Al principio, todo era euforia. Cada vez que subía a la cabina, sentía que me convertía en un dios. Controlaba la energía de la sala, manipulaba las emociones de la gente, les daba lo que venían a buscar: un escape. Pero con cada noche de éxito, algo en mí empezaba a romperse. Era como si cada aplauso, cada «me gusta» en redes sociales, me arrancara un pedazo del alma.
Una noche, en medio de un set, me derrumbé. No era capaz de sentir la música ni era capaz de conectar con la gente. Estaba deseando terminar de pinchar por que no sabía ni lo que estaba haciendo, bebía bastante esperando reconectar. Hubo varias noches así, que no disfrutaba, que no conectaba, que era incapaz de sentir nada.
Así que tomé la decisión más difícil de mi vida: dejar de pinchar. Alejarme de la única cosa que alguna vez me hizo sentir completo. Fue como amputar una parte de mí mismo, pero sabía que era la única forma de salvar el resto.

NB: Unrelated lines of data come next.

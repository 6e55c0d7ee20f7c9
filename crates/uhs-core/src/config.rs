//! Configuration types for the wallet client.
//!
//! Configuration is a TOML file whose path is the first positional argument
//! of the command-line client. Every section and field is optional.
//!
//! # Default TOML Output
//!
//! ```toml
//! [client]
//! twophase_mode = false
//!
//! [logging]
//! level = "warn"
//! format = "pretty"
//! # file = "~/.uhs/client.log"
//! ```
//!
//! # Examples
//!
//! ```
//! use uhs_core::config::Config;
//!
//! let config: Config = toml::from_str("[client]\ntwophase_mode = true\n").expect("valid TOML");
//! assert!(config.client.twophase_mode);
//! assert_eq!(config.logging.level, "warn");
//! config.validate().expect("valid config");
//! ```

use serde::{Deserialize, Serialize};

use crate::error::ConfigError;

/// Log levels accepted in `logging.level`.
pub const LOG_LEVELS: [&str; 5] = ["trace", "debug", "info", "warn", "error"];

/// Log formats accepted in `logging.format`.
pub const LOG_FORMATS: [&str; 3] = ["pretty", "json", "compact"];

/// Top-level configuration.
#[derive(Debug, Clone, Default, Serialize, Deserialize, PartialEq, Eq)]
pub struct Config {
    /// Client behaviour.
    #[serde(default)]
    pub client: ClientConfig,

    /// Diagnostic logging.
    #[serde(default)]
    pub logging: LoggingConfig,
}

/// Client behaviour settings.
#[derive(Debug, Clone, Default, Serialize, Deserialize, PartialEq, Eq)]
pub struct ClientConfig {
    /// Use the two-phase commit client instead of the atomizer client.
    ///
    /// A two-phase client treats a transaction as confirmed as soon as it is
    /// accepted; an atomizer client keeps it pending until `confirmtx` or
    /// `sync`.
    #[serde(default)]
    pub twophase_mode: bool,
}

fn default_level() -> String {
    "warn".to_string()
}

fn default_format() -> String {
    "pretty".to_string()
}

/// Diagnostic logging settings.
#[derive(Debug, Clone, Serialize, Deserialize, PartialEq, Eq)]
pub struct LoggingConfig {
    /// Minimum level: trace, debug, info, warn or error.
    #[serde(default = "default_level")]
    pub level: String,

    /// Output format: pretty, json or compact.
    #[serde(default = "default_format")]
    pub format: String,

    /// Optional log file (daily rolling). `~` is expanded.
    #[serde(default, skip_serializing_if = "Option::is_none")]
    pub file: Option<String>,
}

impl Default for LoggingConfig {
    fn default() -> Self {
        Self {
            level: default_level(),
            format: default_format(),
            file: None,
        }
    }
}

impl Config {
    /// Returns a builder starting from the defaults.
    #[must_use]
    pub fn builder() -> ConfigBuilder {
        ConfigBuilder::default()
    }

    /// Checks values that deserialization alone cannot reject.
    ///
    /// # Errors
    ///
    /// Returns [`ConfigError::InvalidValue`] for an unknown log level or
    /// format, or an empty log file path.
    pub fn validate(&self) -> Result<(), ConfigError> {
        if !LOG_LEVELS.contains(&self.logging.level.as_str()) {
            return Err(ConfigError::invalid_value(
                "logging.level",
                &self.logging.level,
            ));
        }
        if !LOG_FORMATS.contains(&self.logging.format.as_str()) {
            return Err(ConfigError::invalid_value(
                "logging.format",
                &self.logging.format,
            ));
        }
        if matches!(self.logging.file.as_deref(), Some(path) if path.trim().is_empty()) {
            return Err(ConfigError::invalid_value("logging.file", ""));
        }
        Ok(())
    }
}

/// Builder for [`Config`].
///
/// ```
/// use uhs_core::config::Config;
///
/// let config = Config::builder().twophase_mode(true).log_level("debug").build();
/// assert!(config.client.twophase_mode);
/// assert_eq!(config.logging.level, "debug");
/// ```
#[derive(Debug, Clone, Default)]
pub struct ConfigBuilder {
    config: Config,
}

impl ConfigBuilder {
    /// Sets `client.twophase_mode`.
    #[must_use]
    pub const fn twophase_mode(mut self, enabled: bool) -> Self {
        self.config.client.twophase_mode = enabled;
        self
    }

    /// Sets `logging.level`.
    #[must_use]
    pub fn log_level(mut self, level: impl Into<String>) -> Self {
        self.config.logging.level = level.into();
        self
    }

    /// Sets `logging.format`.
    #[must_use]
    pub fn log_format(mut self, format: impl Into<String>) -> Self {
        self.config.logging.format = format.into();
        self
    }

    /// Sets `logging.file`.
    #[must_use]
    pub fn log_file(mut self, file: impl Into<String>) -> Self {
        self.config.logging.file = Some(file.into());
        self
    }

    /// Finishes the configuration.
    #[must_use]
    pub fn build(self) -> Config {
        self.config
    }
}
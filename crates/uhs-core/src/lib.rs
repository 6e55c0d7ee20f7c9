//! # uhs-core
//!
//! Command result model and configuration for the UHS wallet client.
//!
//! ## Modules
//!
//! - [`value`] - [`TypedValue`], the recursive tagged value commands build
//!   their output from, and the renderers that turn it into text
//! - [`outcome`] - [`CommandOutcome`], status plus payload of one command
//! - [`config`] / [`config_loader`] - TOML configuration
//! - [`error`] - Configuration error types
//!
//! ## Example
//!
//! ```rust
//! use uhs_core::{CommandOutcome, Status, TypedValue};
//!
//! let mut outcome = CommandOutcome::success();
//! outcome.set("inputs", TypedValue::Array(vec!["00ff".into()]));
//! assert_eq!(outcome.status(), Status::Success);
//! assert_eq!(outcome.render(), "inputs 0 00ff\n");
//! ```

#![forbid(unsafe_code)]
#![warn(missing_docs)]
#![warn(clippy::all)]
#![warn(clippy::pedantic)]

pub mod config;
pub mod config_loader;
pub mod error;
pub mod outcome;
pub mod value;

pub use config::{ClientConfig, Config, ConfigBuilder, LoggingConfig};
pub use config_loader::{expand_path, load_config, ConfigLoader};
pub use error::{ConfigError, ConfigResult};
pub use outcome::{CommandOutcome, Renderer, Status};
pub use value::{render, render_json, Narrow, TypedValue, ValueType, UNKNOWN_DATA};
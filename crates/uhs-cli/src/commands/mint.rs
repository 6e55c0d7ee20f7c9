//! `mint <n outputs> <output value>`

use uhs_client::{hash_to_hex, tx_id, Client};
use uhs_core::CommandOutcome;

use super::{check_usage, client_failure, parse_arg, MINT, MINT_USAGE};

const MIN_ARGS: usize = 3;

/// Creates `n outputs` new outputs of `output value` each.
///
/// Payload: `Transaction ID`, the hex id of the mint transaction.
pub fn mint(client: &mut dyn Client, args: &[String]) -> CommandOutcome {
    if let Err(usage) = check_usage(args, MIN_ARGS, MINT_USAGE) {
        return usage;
    }

    let n_outputs: u64 = match parse_arg(MINT, args, 1, "n outputs") {
        Ok(n) => n,
        Err(outcome) => return outcome,
    };
    let value: u32 = match parse_arg(MINT, args, 2, "output value") {
        Ok(v) => v,
        Err(outcome) => return outcome,
    };

    let tx = match client.mint(n_outputs, value) {
        Ok(tx) => tx,
        Err(e) => return client_failure(MINT, &e),
    };

    let mut outcome = CommandOutcome::success();
    outcome.set("Transaction ID", hash_to_hex(&tx_id(&tx)));
    outcome
}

Desde entonces, he estado en terapia, enfrentando los demonios que la música había ocultado pero nunca eliminado, tengo depresión y soy bipolar. Cada día es una lucha, pero al menos ahora es una lucha que estoy dispuesto a enfrentar. Y aunque la música ya no forma parte de mi vida de la manera en que lo hacía antes, estoy mas tranquilo, disfruto más y tengo una vida mucho mas estable que antes.